Stored data entries:
'''

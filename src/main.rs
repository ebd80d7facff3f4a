use std::net::{IpAddr, SocketAddr};

use qrserve::{api::routes, config::Config};
use tracing::info;
use tracing_subscriber::{layer::SubscriberExt, util::SubscriberInitExt, EnvFilter};

#[tokio::main]
async fn main() -> anyhow::Result<()> {
    init_tracing();

    let config = Config::init()?;
    let render = config.render();
    info!(
        server_addr = %config.server_addr(),
        port = config.port(),
        ec_level = %render.ec_level,
        default_size = render.default_size,
        max_size = render.max_size,
        "Configuration loaded"
    );

    let app = routes(render.clone());
    let addr = SocketAddr::from((config.server_addr().parse::<IpAddr>()?, config.port()));

    info!("Starting server on {}", addr);
    let listener = tokio::net::TcpListener::bind(addr).await?;
    axum::serve(listener, app).await?;

    Ok(())
}

fn init_tracing() {
    tracing_subscriber::registry()
        .with(
            EnvFilter::try_from_default_env()
                .unwrap_or_else(|_| EnvFilter::new("info,qrserve=debug,tower_http=debug")),
        )
        .with(tracing_subscriber::fmt::layer())
        .init();
}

'''

Every line from the one containing "async fn main()" through the last line of the entries must be written out verbatim, and no other line.

async fn main() -> anyhow::Result<()> {
    init_tracing();

    let config = Config::init()?;
    let render = config.render();
    info!(
        server_addr = %config.server_addr(),
        port = config.port(),
        ec_level = %render.ec_level,
        default_size = render.default_size,
        max_size = render.max_size,
        "Configuration loaded"
    );

    let app = routes(render.clone());
    let addr = SocketAddr::from((config.server_addr().parse::<IpAddr>()?, config.port()));

    info!("Starting server on {}", addr);
    let listener = tokio::net::TcpListener::bind(addr).await?;
    axum::serve(listener, app).await?;

    Ok(())
}

fn init_tracing() {
    tracing_subscriber::registry()
        .with(
            EnvFilter::try_from_default_env()
                .unwrap_or_else(|_| EnvFilter::new("info,qrserve=debug,tower_http=debug")),
        )
        .with(tracing_subscriber::fmt::layer())
        .init();
}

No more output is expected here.